When Kitty got her fourth layoff call, she took it via Bluetooth in her car. She knew the script by then: the sudden 15-minute meeting invite, the HR rep that pops into the call, the platitudes that precede the devastation of being unemployed — again.
“My boss says, ‘Hi Kitty,’ and I said, ‘You’re laying me off. Just go.’”
Something happens after the second, or third, or even fourth layoff. Shock gets replaced by trauma-informed familiarity. Grief turns into exhaustion, shame calcifies. The way a person understands work changes, imbuing the next job with cynicism that’s hard to shake.
A layoff victim’s relationship with work changes. Sometimes forever. But in order to keep going, it might be best to stop blaming yourself—and start looking at the reasons layoffs happen so often in the first place.
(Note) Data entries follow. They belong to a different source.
/// Target-side calls for one provisionable kind.
trait TargetKind: Resource + Clone + Send + Sync {
    /// Display name for groups, user name for users.
    fn target_name(&self) -> &str;
    fn list(target: &dyn ProvisioningAdapter) -> BoxFuture<'_, Result<Vec<TargetResource>, ProvisioningError>>;
    fn create<'a>(&'a self, target: &'a dyn ProvisioningAdapter) -> BoxFuture<'a, Result<String, ProvisioningError>>;
    fn replace<'a>(&'a self, target: &'a dyn ProvisioningAdapter) -> BoxFuture<'a, Result<(), ProvisioningError>>;
    fn delete<'a>(&'a self, target: &'a dyn ProvisioningAdapter) -> BoxFuture<'a, Result<(), ProvisioningError>>;
}

impl TargetKind for Group {
    fn target_name(&self) -> &str {
        &self.display_name
    }

    fn list(target: &dyn ProvisioningAdapter) -> BoxFuture<'_, Result<Vec<TargetResource>, ProvisioningError>> {
        target.list_groups()
    }

    fn create<'a>(&'a self, target: &'a dyn ProvisioningAdapter) -> BoxFuture<'a, Result<String, ProvisioningError>> {
        target.create_group(self)
    }

    fn replace<'a>(&'a self, target: &'a dyn ProvisioningAdapter) -> BoxFuture<'a, Result<(), ProvisioningError>> {
        target.replace_group(self)
    }

    fn delete<'a>(&'a self, target: &'a dyn ProvisioningAdapter) -> BoxFuture<'a, Result<(), ProvisioningError>> {
        target.delete_group(self)
    }
}

impl TargetKind for User {
    fn target_name(&self) -> &str {
        &self.user_name
    }

    fn list(target: &dyn ProvisioningAdapter) -> BoxFuture<'_, Result<Vec<TargetResource>, ProvisioningError>> {
        target.list_users()
    }

    fn create<'a>(&'a self, target: &'a dyn ProvisioningAdapter) -> BoxFuture<'a, Result<String, ProvisioningError>> {
        target.create_user(self)
    }

    fn replace<'a>(&'a self, target: &'a dyn ProvisioningAdapter) -> BoxFuture<'a, Result<(), ProvisioningError>> {
        target.replace_user(self)
    }

    fn delete<'a>(&'a self, target: &'a dyn ProvisioningAdapter) -> BoxFuture<'a, Result<(), ProvisioningError>> {
        target.delete_user(self)
    }
}

/// Existing target records, looked up by `externalId` first, then by name.
/// A name match never claims a record that carries another entity's `externalId`.
#[derive(Debug, Default)]
struct TargetIndex {
    by_external_id: HashMap<String, String>,
    by_name: HashMap<String, (String, Option<String>)>,
}

impl TargetIndex {
    fn new(records: Vec<TargetResource>) -> Self {
        let mut index = Self::default();
        for record in records {
            if let Some(external_id) = &record.external_id {
                index
                    .by_external_id
                    .insert(external_id.clone(), record.scimid.clone());
            }
            if !record.name.is_empty() {
                index.by_name.insert(
                    record.name.to_lowercase(),
                    (record.scimid, record.external_id),
                );
            }
        }
        index
    }

    fn find(&self, ipid: &str, name: &str) -> Option<&str> {
        if let Some(scimid) = self.by_external_id.get(ipid) {
            return Some(scimid);
        }
        self.by_name
            .get(&name.to_lowercase())
            .filter(|(_, owner)| owner.as_deref().map_or(true, |owner| owner == ipid))
            .map(|(scimid, _)| scimid.as_str())
    }
}

/// `ipid -> scimid` for every group and user the run knows about.
#[derive(Debug, Default)]
struct ScimIds {
    groups: HashMap<String, String>,
    users: HashMap<String, String>,
}
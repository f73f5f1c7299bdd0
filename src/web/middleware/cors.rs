//! CORS middleware configuration.

use axum::http::header::{ACCEPT, CONTENT_TYPE};
use axum::http::{HeaderValue, Method};
use tower_http::cors::{Any, CorsLayer};

/// Create a CORS layer from configuration.
///
/// No configured origins, or none that parse, allows any origin.
pub fn create_cors_layer(origins: &[String]) -> CorsLayer {
    let methods = [Method::GET, Method::POST, Method::OPTIONS];

    let parsed_origins: Vec<HeaderValue> = origins
        .iter()
        .filter_map(|o| match o.parse() {
            Ok(origin) => Some(origin),
            Err(_) => {
                tracing::warn!("Ignoring invalid CORS origin: {}", o);
                None
            }
        })
        .collect();

    if parsed_origins.is_empty() {
        CorsLayer::new()
            .allow_methods(methods)
            .allow_headers(Any)
            .allow_origin(Any)
    } else {
        CorsLayer::new()
            .allow_methods(methods)
            .allow_headers([CONTENT_TYPE, ACCEPT])
            .allow_origin(parsed_origins)
    }
}
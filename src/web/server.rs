//! Web server for agora.

use std::net::SocketAddr;
use std::sync::Arc;

use tokio::net::TcpListener;

use crate::config::ServerConfig;
use crate::{AgoraError, Result};

use super::handlers::{AppState, SharedDatabase};
use super::router::create_router;

/// Web server for the API.
pub struct WebServer {
    /// Server address.
    addr: SocketAddr,
    /// Application state.
    app_state: Arc<AppState>,
    /// Allowed CORS origins.
    cors_origins: Vec<String>,
}

impl WebServer {
    /// Create a new web server.
    pub fn new(config: &ServerConfig, db: SharedDatabase) -> Result<Self> {
        let addr = format!("{}:{}", config.host, config.port)
            .parse()
            .map_err(|e| {
                AgoraError::Config(format!(
                    "invalid server address {}:{}: {}",
                    config.host, config.port, e
                ))
            })?;

        Ok(Self {
            addr,
            app_state: Arc::new(AppState::new(db)),
            cors_origins: config.cors_origins.clone(),
        })
    }

    /// Get the server address.
    pub fn addr(&self) -> SocketAddr {
        self.addr
    }

    /// Run the web server until Ctrl-C.
    pub async fn run(self) -> Result<()> {
        let router = create_router(self.app_state, &self.cors_origins);

        let listener = TcpListener::bind(self.addr).await?;
        let local_addr = listener.local_addr()?;
        tracing::info!("Web server listening on http://{}", local_addr);

        axum::serve(listener, router)
            .with_graceful_shutdown(shutdown_signal())
            .await?;

        tracing::info!("Web server stopped");
        Ok(())
    }

    /// Run the server and return the actual bound address.
    ///
    /// This is useful for testing when binding to port 0.
    pub async fn run_with_addr(self) -> Result<SocketAddr> {
        let router = create_router(self.app_state, &self.cors_origins);

        let listener = TcpListener::bind(self.addr).await?;
        let local_addr = listener.local_addr()?;
        tracing::info!("Web server listening on http://{}", local_addr);

        tokio::spawn(async move {
            if let Err(e) = axum::serve(listener, router).await {
                tracing::error!("Web server error: {}", e);
            }
        });

        Ok(local_addr)
    }
}

async fn shutdown_signal() {
    if let Err(e) = tokio::signal::ctrl_c().await {
        tracing::error!("Failed to listen for shutdown signal: {}", e);
        std::future::pending::<()>().await;
    }
    tracing::info!("Shutdown signal received");
}

#[cfg(test)]
mod tests {
    use super::*;
    use crate::Database;
    use tokio::io::{AsyncReadExt, AsyncWriteExt};
    use tokio::net::TcpStream;

    fn create_test_config() -> ServerConfig {
        ServerConfig {
            host: "127.0.0.1".to_string(),
            port: 0, // Use random port
            cors_origins: vec![],
        }
    }

    #[tokio::test]
    async fn test_web_server_new() {
        let db = Database::open_in_memory().await.unwrap();
        let server = WebServer::new(&create_test_config(), Arc::new(db)).unwrap();
        assert_eq!(server.addr().ip().to_string(), "127.0.0.1");
    }

    #[tokio::test]
    async fn test_web_server_invalid_host() {
        let db = Database::open_in_memory().await.unwrap();
        let config = ServerConfig {
            host: "not a host".to_string(),
            ..create_test_config()
        };
        assert!(matches!(
            WebServer::new(&config, Arc::new(db)),
            Err(AgoraError::Config(_))
        ));
    }

    #[tokio::test]
    async fn test_web_server_run() {
        let db = Database::open_in_memory().await.unwrap();
        let server = WebServer::new(&create_test_config(), Arc::new(db)).unwrap();
        let addr = server.run_with_addr().await.unwrap();

        let mut stream = TcpStream::connect(addr).await.unwrap();
        stream
            .write_all(b"GET /health HTTP/1.1\r\nHost: localhost\r\nConnection: close\r\n\r\n")
            .await
            .unwrap();

        let mut response = String::new();
        stream.read_to_string(&mut response).await.unwrap();
        assert!(response.starts_with("HTTP/1.1 200"));
        assert!(response.ends_with("OK"));
    }
}
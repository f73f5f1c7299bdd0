//! Denormalized aggregate counters.
//!
//! Forum thread/post counts and the global stats row are only ever changed
//! through [`CounterLedger::apply`], inside the transaction that creates the
//! counted rows. Every change is an in-place `col = col + delta` update, so
//! concurrent writers never lose increments.

use serde::Serialize;
use sqlx::sqlite::SqliteExecutor;
use sqlx::SqliteConnection;

use crate::{AgoraError, Result};

/// A counter change caused by a create operation.
#[derive(Debug, Clone, Copy, PartialEq, Eq)]
pub enum CounterDelta {
    /// A user was created.
    User,
    /// A forum was created.
    Forum,
    /// A thread was created in the forum.
    Thread { forum_id: i64 },
    /// A batch of `count` posts was created in the forum.
    Posts { forum_id: i64, count: i64 },
}

/// Global row counts.
#[derive(Debug, Clone, Copy, Default, PartialEq, Eq, Serialize, sqlx::FromRow)]
pub struct GlobalStats {
    #[serde(rename = "user")]
    pub users: i64,
    #[serde(rename = "forum")]
    pub forums: i64,
    #[serde(rename = "thread")]
    pub threads: i64,
    #[serde(rename = "post")]
    pub posts: i64,
}

impl GlobalStats {
    /// Read the current global counters.
    pub async fn load<'e>(executor: impl SqliteExecutor<'e>) -> Result<Self> {
        let stats = sqlx::query_as::<_, GlobalStats>(
            "SELECT users, forums, threads, posts FROM stats WHERE id = 1",
        )
        .fetch_one(executor)
        .await?;
        Ok(stats)
    }
}

/// Applies counter deltas within the caller's transaction.
pub struct CounterLedger;

impl CounterLedger {
    /// Apply a delta to the forum and global counters.
    ///
    /// Fails with `NotFound("forum")` if the forum row does not exist.
    pub async fn apply(conn: &mut SqliteConnection, delta: CounterDelta) -> Result<()> {
        match delta {
            CounterDelta::User => Self::bump_global(conn, "users", 1).await,
            CounterDelta::Forum => Self::bump_global(conn, "forums", 1).await,
            CounterDelta::Thread { forum_id } => {
                Self::bump_forum(conn, forum_id, "threads", 1).await?;
                Self::bump_global(conn, "threads", 1).await
            }
            CounterDelta::Posts { forum_id, count } => {
                Self::bump_forum(conn, forum_id, "posts", count).await?;
                Self::bump_global(conn, "posts", count).await
            }
        }
    }

    /// Zero every forum and global counter.
    ///
    /// Only valid together with deleting all counted rows.
    pub async fn reset(conn: &mut SqliteConnection) -> Result<()> {
        sqlx::query("UPDATE forums SET threads = 0, posts = 0")
            .execute(&mut *conn)
            .await?;
        sqlx::query("UPDATE stats SET users = 0, forums = 0, threads = 0, posts = 0 WHERE id = 1")
            .execute(&mut *conn)
            .await?;
        Ok(())
    }

    // `column` always comes from the match arms above, never from input.
    async fn bump_forum(
        conn: &mut SqliteConnection,
        forum_id: i64,
        column: &'static str,
        delta: i64,
    ) -> Result<()> {
        let sql = format!("UPDATE forums SET {column} = {column} + ? WHERE id = ?");
        let result = sqlx::query(&sql)
            .bind(delta)
            .bind(forum_id)
            .execute(&mut *conn)
            .await?;

        if result.rows_affected() == 0 {
            return Err(AgoraError::not_found("forum"));
        }
        Ok(())
    }

    async fn bump_global(
        conn: &mut SqliteConnection,
        column: &'static str,
        delta: i64,
    ) -> Result<()> {
        let sql = format!("UPDATE stats SET {column} = {column} + ? WHERE id = 1");
        sqlx::query(&sql).bind(delta).execute(&mut *conn).await?;
        Ok(())
    }
}
//! Concurrency tests for agora.
//!
//! These tests run against a file-backed database with several pooled
//! connections, so concurrent requests really do contend for the SQLite
//! write lock.

mod common;

use std::collections::HashSet;
use std::sync::Arc;

use agora::config::DatabaseConfig;
use agora::forum::{ForumService, NewPost, PostListQuery, SortMode, ThreadRef};
use agora::{AgoraError, Database};
use tempfile::TempDir;

use common::{seed_forum, seed_thread};

/// Open a fresh file-backed database in a temporary directory.
async fn setup_test_db() -> (TempDir, Arc<Database>) {
    let dir = TempDir::new().unwrap();
    let config = DatabaseConfig {
        path: dir.path().join("agora.db").to_string_lossy().into_owned(),
        max_connections: 8,
        busy_timeout_ms: 10_000,
    };
    let db = Database::open_with_config(&config).await.unwrap();
    (dir, Arc::new(db))
}

/// Test concurrent post batches across several threads of one forum.
///
/// Every post gets a unique id and the forum and global post counters match
/// the number of stored posts exactly.
#[tokio::test(flavor = "multi_thread", worker_threads = 4)]
async fn test_concurrent_post_batches() {
    let (_dir, db) = setup_test_db().await;
    seed_forum(&db, "busy", &["alice", "bob"]).await;
    let mut threads = Vec::new();
    for slug in ["one", "two", "three"] {
        threads.push(seed_thread(&db, "busy", "alice", slug).await.id);
    }

    const TASKS: usize = 12;
    const BATCH: usize = 5;

    let mut handles = Vec::new();
    for task in 0..TASKS {
        let db = Arc::clone(&db);
        let thread_id = threads[task % threads.len()];
        handles.push(tokio::spawn(async move {
            let batch: Vec<NewPost> = (0..BATCH)
                .map(|i| NewPost::new(if i % 2 == 0 { "alice" } else { "bob" }, format!("{task}/{i}")))
                .collect();
            ForumService::new(&db)
                .insert_posts(&ThreadRef::Id(thread_id), &batch)
                .await
        }));
    }

    let mut ids = HashSet::new();
    for handle in futures::future::join_all(handles).await {
        let posts = handle.unwrap().unwrap();
        assert_eq!(posts.len(), BATCH);
        // Ids inside one batch are consecutive
        for pair in posts.windows(2) {
            assert_eq!(pair[1].id, pair[0].id + 1);
        }
        for post in posts {
            assert!(ids.insert(post.id), "duplicate id {}", post.id);
        }
    }

    let total = (TASKS * BATCH) as i64;
    let service = ForumService::new(&db);
    assert_eq!(ids.len() as i64, total);
    assert_eq!(service.forum_details("busy").await.unwrap().posts, total);
    assert_eq!(service.status().await.unwrap().posts, total);

    let mut listed = 0;
    for thread_id in threads {
        listed += service
            .list_posts(
                &ThreadRef::Id(thread_id),
                &PostListQuery::new(SortMode::Flat).limit(1000),
            )
            .await
            .unwrap()
            .len();
    }
    assert_eq!(listed as i64, total);
}

/// Test that failing batches racing with good ones leave counters exact.
#[tokio::test(flavor = "multi_thread", worker_threads = 4)]
async fn test_concurrent_failing_batches_commit_nothing() {
    let (_dir, db) = setup_test_db().await;
    seed_forum(&db, "mixed", &["alice"]).await;
    let thread_id = seed_thread(&db, "mixed", "alice", "t").await.id;

    let mut handles = Vec::new();
    for task in 0..10 {
        let db = Arc::clone(&db);
        handles.push(tokio::spawn(async move {
            let author = if task % 2 == 0 { "alice" } else { "ghost" };
            let batch = vec![
                NewPost::new("alice", "first"),
                NewPost::new(author, "second"),
            ];
            ForumService::new(&db)
                .insert_posts(&ThreadRef::Id(thread_id), &batch)
                .await
        }));
    }

    let mut succeeded = 0;
    for handle in futures::future::join_all(handles).await {
        match handle.unwrap() {
            Ok(posts) => succeeded += posts.len() as i64,
            Err(AgoraError::NotFound(what)) => assert_eq!(what, "user"),
            Err(e) => panic!("unexpected error: {e}"),
        }
    }

    assert_eq!(succeeded, 10);
    let service = ForumService::new(&db);
    assert_eq!(service.forum_details("mixed").await.unwrap().posts, 10);
    assert_eq!(service.status().await.unwrap().posts, 10);
}

/// Test concurrent voting: the thread total equals the sum of stored votes.
#[tokio::test(flavor = "multi_thread", worker_threads = 4)]
async fn test_concurrent_votes() {
    let (_dir, db) = setup_test_db().await;
    let voters: Vec<String> = (0..16).map(|i| format!("voter{i}")).collect();
    let nicknames: Vec<&str> = voters.iter().map(String::as_str).collect();
    seed_forum(&db, "polls", &nicknames).await;
    let thread_id = seed_thread(&db, "polls", "voter0", "poll").await.id;

    let mut handles = Vec::new();
    for (i, voter) in voters.iter().enumerate() {
        let db = Arc::clone(&db);
        let voter = voter.clone();
        handles.push(tokio::spawn(async move {
            let service = ForumService::new(&db);
            let thread = ThreadRef::Id(thread_id);
            // Each voter flips a few times and settles on +1 or -1
            let sequence: &[i64] = if i % 4 == 0 { &[1, -1, -1] } else { &[-1, 1, 1] };
            for voice in sequence {
                service.vote(&thread, &voter, *voice).await?;
            }
            Ok::<_, AgoraError>(())
        }));
    }

    for handle in futures::future::join_all(handles).await {
        handle.unwrap().unwrap();
    }

    let thread = ForumService::new(&db)
        .thread_details(&ThreadRef::Id(thread_id))
        .await
        .unwrap();
    // 4 voters settle on -1, 12 on +1
    assert_eq!(thread.votes, 8);

    let (rows, sum): (i64, i64) =
        sqlx::query_as("SELECT COUNT(*), COALESCE(SUM(voice), 0) FROM thread_votes")
            .fetch_one(db.pool())
            .await
            .unwrap();
    assert_eq!(rows, 16);
    assert_eq!(sum, thread.votes);
}
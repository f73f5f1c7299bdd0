//! Configuration module for agora.

use serde::Deserialize;
use std::path::Path;

use crate::{AgoraError, Result};

/// HTTP server configuration.
#[derive(Debug, Clone, Deserialize)]
pub struct ServerConfig {
    /// Host address to bind.
    #[serde(default = "default_host")]
    pub host: String,
    /// Port number to listen on.
    #[serde(default = "default_port")]
    pub port: u16,
    /// Allowed CORS origins (empty = allow any origin).
    #[serde(default)]
    pub cors_origins: Vec<String>,
}

fn default_host() -> String {
    "0.0.0.0".to_string()
}

fn default_port() -> u16 {
    5000
}

impl Default for ServerConfig {
    fn default() -> Self {
        Self {
            host: default_host(),
            port: default_port(),
            cors_origins: vec![],
        }
    }
}

/// Database configuration.
#[derive(Debug, Clone, Deserialize)]
pub struct DatabaseConfig {
    /// Path to the SQLite database file.
    #[serde(default = "default_db_path")]
    pub path: String,
    /// Maximum number of pooled connections.
    #[serde(default = "default_max_connections")]
    pub max_connections: u32,
    /// How long a connection waits on a locked database, in milliseconds.
    #[serde(default = "default_busy_timeout")]
    pub busy_timeout_ms: u64,
}

fn default_db_path() -> String {
    "data/agora.db".to_string()
}

fn default_max_connections() -> u32 {
    8
}

fn default_busy_timeout() -> u64 {
    5000
}

impl Default for DatabaseConfig {
    fn default() -> Self {
        Self {
            path: default_db_path(),
            max_connections: default_max_connections(),
            busy_timeout_ms: default_busy_timeout(),
        }
    }
}

/// Logging configuration.
#[derive(Debug, Clone, Deserialize)]
pub struct LoggingConfig {
    /// Log level (trace, debug, info, warn, error).
    #[serde(default = "default_log_level")]
    pub level: String,
    /// Path to the log file.
    #[serde(default = "default_log_file")]
    pub file: String,
}

fn default_log_level() -> String {
    "info".to_string()
}

fn default_log_file() -> String {
    "logs/agora.log".to_string()
}

impl Default for LoggingConfig {
    fn default() -> Self {
        Self {
            level: default_log_level(),
            file: default_log_file(),
        }
    }
}

/// Main configuration structure.
#[derive(Debug, Clone, Deserialize, Default)]
pub struct Config {
    /// HTTP server configuration.
    #[serde(default)]
    pub server: ServerConfig,
    /// Database configuration.
    #[serde(default)]
    pub database: DatabaseConfig,
    /// Logging configuration.
    #[serde(default)]
    pub logging: LoggingConfig,
}

impl Config {
    /// Load configuration from a TOML file.
    pub fn load<P: AsRef<Path>>(path: P) -> Result<Self> {
        let content = std::fs::read_to_string(path.as_ref()).map_err(AgoraError::Io)?;
        Self::parse(&content)
    }

    /// Load configuration from a TOML file and apply environment variable overrides.
    pub fn load_with_env<P: AsRef<Path>>(path: P) -> Result<Self> {
        let mut config = Self::load(path)?;
        config.apply_env_overrides();
        Ok(config)
    }

    /// Parse configuration from a TOML string.
    pub fn parse(s: &str) -> Result<Self> {
        toml::from_str(s).map_err(|e| AgoraError::Config(format!("config parse error: {e}")))
    }

    /// Apply environment variable overrides to the configuration.
    ///
    /// Supported environment variables:
    /// - `AGORA_DATABASE_PATH`: Override the database file path
    pub fn apply_env_overrides(&mut self) {
        if let Ok(path) = std::env::var("AGORA_DATABASE_PATH") {
            if !path.is_empty() {
                self.database.path = path;
            }
        }
    }

    /// Validate the configuration.
    pub fn validate(&self) -> Result<()> {
        if self.database.max_connections == 0 {
            return Err(AgoraError::Config(
                "database.max_connections must be at least 1".to_string(),
            ));
        }
        Ok(())
    }
}
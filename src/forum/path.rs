//! Materialized post paths.
//!
//! A post's path is the sequence `[0, top-level id, ..., own id]`. Paths are
//! stored as BLOBs of big-endian 8-byte integers: SQLite compares BLOBs
//! bytewise and then by length, so BLOB order is exactly the lexicographic
//! order of the id sequences with prefixes first.

use std::collections::HashMap;
use std::fmt;

use crate::{AgoraError, Result};

const SEGMENT_LEN: usize = 8;

/// Ancestry path of a post.
#[derive(Debug, Clone, PartialEq, Eq, PartialOrd, Ord, Hash)]
pub struct PostPath(Vec<i64>);

impl PostPath {
    /// The path of the virtual root, `[0]`.
    pub fn sentinel() -> Self {
        PostPath(vec![0])
    }

    /// Path of a direct child with the given id.
    pub fn child(&self, id: i64) -> Self {
        let mut segments = Vec::with_capacity(self.0.len() + 1);
        segments.extend_from_slice(&self.0);
        segments.push(id);
        PostPath(segments)
    }

    pub fn segments(&self) -> &[i64] {
        &self.0
    }

    /// Id of the top-level ancestor (`path[1]`), or 0 for the sentinel.
    pub fn top_level_id(&self) -> i64 {
        self.0.get(1).copied().unwrap_or(0)
    }

    /// Encode for storage.
    pub fn to_bytes(&self) -> Vec<u8> {
        let mut bytes = Vec::with_capacity(self.0.len() * SEGMENT_LEN);
        for segment in &self.0 {
            bytes.extend_from_slice(&(*segment as u64).to_be_bytes());
        }
        bytes
    }

    /// Decode a stored path.
    pub fn from_bytes(bytes: &[u8]) -> Result<Self> {
        if bytes.is_empty() || bytes.len() % SEGMENT_LEN != 0 {
            return Err(AgoraError::Database(format!(
                "malformed post path of {} bytes",
                bytes.len()
            )));
        }

        let segments = bytes
            .chunks_exact(SEGMENT_LEN)
            .map(|chunk| {
                let mut buf = [0u8; SEGMENT_LEN];
                buf.copy_from_slice(chunk);
                u64::from_be_bytes(buf) as i64
            })
            .collect();
        Ok(PostPath(segments))
    }
}

impl fmt::Display for PostPath {
    fn fmt(&self, f: &mut fmt::Formatter<'_>) -> fmt::Result {
        let parts: Vec<String> = self.0.iter().map(|s| s.to_string()).collect();
        write!(f, "{}", parts.join("."))
    }
}

/// Computes paths for a batch of new posts.
///
/// Seed it with the stored paths of every existing parent the batch refers
/// to; posts assigned earlier in the batch become available as parents for
/// later ones.
#[derive(Debug, Default)]
pub struct PathAssigner {
    known: HashMap<i64, PostPath>,
}

impl PathAssigner {
    pub fn new() -> Self {
        Self::default()
    }

    /// Register the stored path of an existing post.
    pub fn seed(&mut self, id: i64, path: PostPath) {
        self.known.insert(id, path);
    }

    /// Whether `id` is a seeded post or was assigned earlier in the batch.
    pub fn knows(&self, id: i64) -> bool {
        self.known.contains_key(&id)
    }

    /// Assign the path for post `id` replying to `parent` (0 = top level).
    ///
    /// An unknown parent falls back to the sentinel `[0]`.
    pub fn assign(&mut self, id: i64, parent: i64) -> PostPath {
        let path = match self.known.get(&parent) {
            Some(parent_path) if parent != 0 => parent_path.child(id),
            _ => PostPath::sentinel().child(id),
        };
        self.known.insert(id, path.clone());
        path
    }
}
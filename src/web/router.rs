//! Router configuration for Web API.

use axum::{
    routing::{get, post},
    Router,
};
use std::sync::Arc;
use tower::ServiceBuilder;
use tower_http::trace::TraceLayer;

use super::handlers::{
    clear, create_forum, create_posts, create_thread, create_user, get_forum, get_post,
    get_thread, get_user, list_forum_threads, list_forum_users, list_posts, status,
    update_post, update_thread, update_user, vote, AppState,
};
use super::middleware::create_cors_layer;

/// Create the main API router.
pub fn create_router(app_state: Arc<AppState>, cors_origins: &[String]) -> Router {
    let service_routes = Router::new()
        .route("/clear", post(clear))
        .route("/status", get(status));

    let user_routes = Router::new()
        .route("/:nickname/create", post(create_user))
        .route("/:nickname/profile", get(get_user).post(update_user));

    let forum_routes = Router::new()
        .route("/create", post(create_forum))
        .route("/:slug/details", get(get_forum))
        .route("/:slug/users", get(list_forum_users))
        .route("/:slug/create", post(create_thread))
        .route("/:slug/threads", get(list_forum_threads));

    let thread_routes = Router::new()
        .route("/:slug_or_id/create", post(create_posts))
        .route("/:slug_or_id/details", get(get_thread).post(update_thread))
        .route("/:slug_or_id/posts", get(list_posts))
        .route("/:slug_or_id/vote", post(vote));

    let post_routes = Router::new().route("/:id/details", get(get_post).post(update_post));

    let api_routes = Router::new()
        .nest("/service", service_routes)
        .nest("/user", user_routes)
        .nest("/forum", forum_routes)
        .nest("/thread", thread_routes)
        .nest("/post", post_routes);

    Router::new()
        .nest("/api", api_routes)
        .route("/health", get(health_check))
        .layer(
            ServiceBuilder::new()
                .layer(TraceLayer::new_for_http())
                .layer(create_cors_layer(cors_origins)),
        )
        .with_state(app_state)
}

/// Health check handler.
async fn health_check() -> &'static str {
    "OK"
}

#[cfg(test)]
mod tests {
    use super::*;
    use crate::Database;
    use axum::{body::Body, http::Request, http::StatusCode};
    use tower::ServiceExt;

    #[tokio::test]
    async fn test_health_check() {
        let db = Database::open_in_memory().await.unwrap();
        let app = create_router(Arc::new(AppState::new(Arc::new(db))), &[]);

        let response = app
            .oneshot(Request::builder().uri("/health").body(Body::empty()).unwrap())
            .await
            .unwrap();
        assert_eq!(response.status(), StatusCode::OK);
    }

    #[tokio::test]
    async fn test_unknown_route() {
        let db = Database::open_in_memory().await.unwrap();
        let app = create_router(Arc::new(AppState::new(Arc::new(db))), &[]);

        let response = app
            .oneshot(
                Request::builder()
                    .uri("/api/nothing/here")
                    .body(Body::empty())
                    .unwrap(),
            )
            .await
            .unwrap();
        assert_eq!(response.status(), StatusCode::NOT_FOUND);
    }
}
Losing your job means losing yourself
“The biggest disruption I see is the loss of identity, routine, and predictability,” says New York-based therapist Jacqueline Schmidt. “Work is a world you had, for better or worse.”
Schmidt’s clients deal with the typical feelings of disbelief, anger, and shame that come from being laid off. The idea that their work mattered less than they thought, and that their worth came down to a consultant’s number-crunching.
“‘I can achieve all my goals, hit the metrics, and I’m still dispensable.’ People can get stuck thinking they were to blame,” she says.